**WHAT YOU WILL DO**
Below are the entries; return exactly the line with "color: &mut [u8;" and every later line, without anything else.

**DATA**
# # # # #

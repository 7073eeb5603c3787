use std::collections::HashMap;
use std::path::PathBuf;

use eframe::egui;

mod bounds;
mod canvas;
mod compositor;
mod editor;
mod interaction;
mod loader;
mod metrics;
mod textbox;
mod viewport;

use editor::{EditorState, scan_templates};
use interaction::{CanvasAction, InteractionController};
use loader::{ImageLoader, ImageSource};
use textbox::{TextBox, color_from_hex, color_to_hex};

const TEMPLATE_DIR: &str = "assets/templates";

fn main() -> eframe::Result<()> {
    tracing_subscriber::fmt()
        .with_env_filter(
            tracing_subscriber::EnvFilter::try_from_default_env()
                .unwrap_or_else(|_| tracing_subscriber::EnvFilter::new("memka=info")),
        )
        .init();

    let options = eframe::NativeOptions {
        viewport: egui::ViewportBuilder::default()
            .with_title("memka")
            .with_inner_size([1180.0, 760.0])
            .with_min_inner_size([720.0, 480.0])
            .with_app_id("memka"),
        ..Default::default()
    };

    eframe::run_native(
        "memka",
        options,
        Box::new(|cc| Ok(Box::new(App::new(cc)))),
    )
}

struct App {
    editor: EditorState,
    loader: ImageLoader,
    controller: InteractionController,
    templates: Vec<PathBuf>,
    path_input: String,
    url_input: String,
    export_input: String,
    /// Per-box hex color entry buffers, keyed by box id.
    fill_hex: HashMap<u64, String>,
    border_hex: HashMap<u64, String>,
}

impl App {
    fn new(cc: &eframe::CreationContext<'_>) -> Self {
        egui_extras::install_image_loaders(&cc.egui_ctx);
        Self {
            editor: EditorState::new(),
            loader: ImageLoader::spawn(),
            controller: InteractionController::new(),
            templates: scan_templates(std::path::Path::new(TEMPLATE_DIR)),
            path_input: String::new(),
            url_input: String::new(),
            export_input: "meme.png".to_string(),
            fill_hex: HashMap::new(),
            border_hex: HashMap::new(),
        }
    }

    fn sidebar(&mut self, ui: &mut egui::Ui) {
        ui.heading("memka");
        ui.separator();

        ui.label("Image file");
        ui.horizontal(|ui| {
            ui.text_edit_singleline(&mut self.path_input);
            if ui.button("Load").clicked() && !self.path_input.trim().is_empty() {
                let source = ImageSource::Path(PathBuf::from(self.path_input.trim()));
                self.editor.request_image(&self.loader, source);
            }
        });

        ui.label("Image URL");
        ui.horizontal(|ui| {
            ui.text_edit_singleline(&mut self.url_input);
            if ui.button("Fetch").clicked() && !self.url_input.trim().is_empty() {
                let source = ImageSource::Url(self.url_input.trim().to_string());
                self.editor.request_image(&self.loader, source);
            }
        });

        if !self.templates.is_empty() {
            ui.separator();
            ui.label("Templates");
            let mut picked = None;
            ui.horizontal_wrapped(|ui| {
                for template in &self.templates {
                    let uri = format!("file://{}", template.display());
                    let thumb = egui::Image::from_uri(uri).max_size(egui::vec2(72.0, 72.0));
                    if ui.add(egui::ImageButton::new(thumb)).clicked() {
                        picked = Some(template.clone());
                    }
                }
            });
            if let Some(path) = picked {
                self.editor.request_image(&self.loader, ImageSource::Path(path));
            }
        }

        if self.editor.has_image() {
            ui.separator();
            ui.horizontal(|ui| {
                ui.label("Text boxes");
                if ui.button("＋ Add").clicked() {
                    self.editor.add_box();
                }
            });
            self.text_box_controls(ui);

            ui.separator();
            ui.label("Export PNG");
            ui.horizontal(|ui| {
                ui.text_edit_singleline(&mut self.export_input);
                if ui.button("Save").clicked() {
                    let path = PathBuf::from(self.export_input.trim());
                    if let Err(e) = self.editor.export_png(&path) {
                        self.editor.set_status(e.to_string());
                    }
                }
            });
        }

        if let Some(status) = self.editor.status() {
            ui.separator();
            ui.weak(status.to_string());
        }
    }

    fn text_box_controls(&mut self, ui: &mut egui::Ui) {
        let image_size = self.editor.image_size().unwrap_or(egui::Vec2::ZERO);
        let can_delete = self.editor.boxes.boxes().len() > 1;
        let snapshot: Vec<TextBox> = self.editor.boxes.boxes().to_vec();
        self.fill_hex.retain(|id, _| snapshot.iter().any(|b| b.id == *id));
        self.border_hex.retain(|id, _| snapshot.iter().any(|b| b.id == *id));

        for text_box in snapshot {
            let selected = self.editor.boxes.selected_id() == Some(text_box.id);
            let mut edited = text_box.clone();
            let mut changed = false;

            ui.group(|ui| {
                ui.horizontal(|ui| {
                    let title = if selected { "Text box ✓" } else { "Text box" };
                    if ui.selectable_label(selected, title).clicked() {
                        self.editor.apply(CanvasAction::Select(text_box.id));
                    }
                    if ui
                        .add_enabled(can_delete, egui::Button::new("Delete"))
                        .clicked()
                    {
                        self.editor.apply(CanvasAction::Delete(text_box.id));
                    }
                });

                changed |= ui.text_edit_singleline(&mut edited.text).changed();
                changed |= ui
                    .add(
                        egui::Slider::new(
                            &mut edited.font_size,
                            textbox::FONT_SIZE_MIN..=textbox::FONT_SIZE_MAX,
                        )
                        .text("px"),
                    )
                    .changed();

                ui.horizontal(|ui| {
                    ui.label("Fill");
                    changed |= ui.color_edit_button_srgb(&mut edited.text_color).changed();
                    changed |= hex_field(ui, &mut self.fill_hex, text_box.id, &mut edited.text_color);
                });
                ui.horizontal(|ui| {
                    ui.label("Border");
                    changed |= ui.color_edit_button_srgb(&mut edited.border_color).changed();
                    changed |=
                        hex_field(ui, &mut self.border_hex, text_box.id, &mut edited.border_color);
                });

                ui.horizontal(|ui| {
                    ui.label("X");
                    changed |= ui
                        .add(egui::DragValue::new(&mut edited.x).range(0.0..=image_size.x))
                        .changed();
                    ui.label("Y");
                    changed |= ui
                        .add(egui::DragValue::new(&mut edited.y).range(0.0..=image_size.y))
                        .changed();
                });
            });

            if changed {
                self.editor.apply(CanvasAction::Update(edited));
            }
        }
    }
}

/// `#rrggbb` entry next to a color button. The buffer holds whatever the
/// user typed while the field has focus; once focus leaves it snaps back to
/// the canonical form of the current color.
fn hex_field(
    ui: &mut egui::Ui,
    buffers: &mut HashMap<u64, String>,
    id: u64,
    color: &mut [u8; 3],
) -> bool {
    let buf = buffers.entry(id).or_insert_with(|| color_to_hex(*color));
    let response = ui.add(egui::TextEdit::singleline(buf).desired_width(70.0));
    let mut changed = false;
    if response.changed() {
        if let Some(rgb) = color_from_hex(buf.trim()) {
            *color = rgb;
            changed = true;
        }
    }
    if !response.has_focus() {
        *buf = color_to_hex(*color);
    }
    changed
}

impl eframe::App for App {
    fn update(&mut self, ctx: &egui::Context, _frame: &mut eframe::Frame) {
        for event in self.loader.poll_events() {
            self.editor.handle_event(ctx, event);
        }

        egui::SidePanel::left("sidebar")
            .resizable(false)
            .default_width(300.0)
            .show(ctx, |ui| {
                egui::ScrollArea::vertical().show(ui, |ui| self.sidebar(ui));
            });

        egui::CentralPanel::default().show(ctx, |ui| {
            canvas::show(ui, &mut self.editor, &mut self.controller);
        });
    }
}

# # # # #

**RESPONSE TO THE TASK**
    color: &mut [u8; 3],
) -> bool {
    let buf = buffers.entry(id).or_insert_with(|| color_to_hex(*color));
    let response = ui.add(egui::TextEdit::singleline(buf).desired_width(70.0));
    let mut changed = false;
    if response.changed() {
        if let Some(rgb) = color_from_hex(buf.trim()) {
            *color = rgb;
            changed = true;
        }
    }
    if !response.has_focus() {
        *buf = color_to_hex(*color);
    }
    changed
}

impl eframe::App for App {
    fn update(&mut self, ctx: &egui::Context, _frame: &mut eframe::Frame) {
        for event in self.loader.poll_events() {
            self.editor.handle_event(ctx, event);
        }

        egui::SidePanel::left("sidebar")
            .resizable(false)
            .default_width(300.0)
            .show(ctx, |ui| {
                egui::ScrollArea::vertical().show(ui, |ui| self.sidebar(ui));
            });

        egui::CentralPanel::default().show(ctx, |ui| {
            canvas::show(ui, &mut self.editor, &mut self.controller);
        });
    }
}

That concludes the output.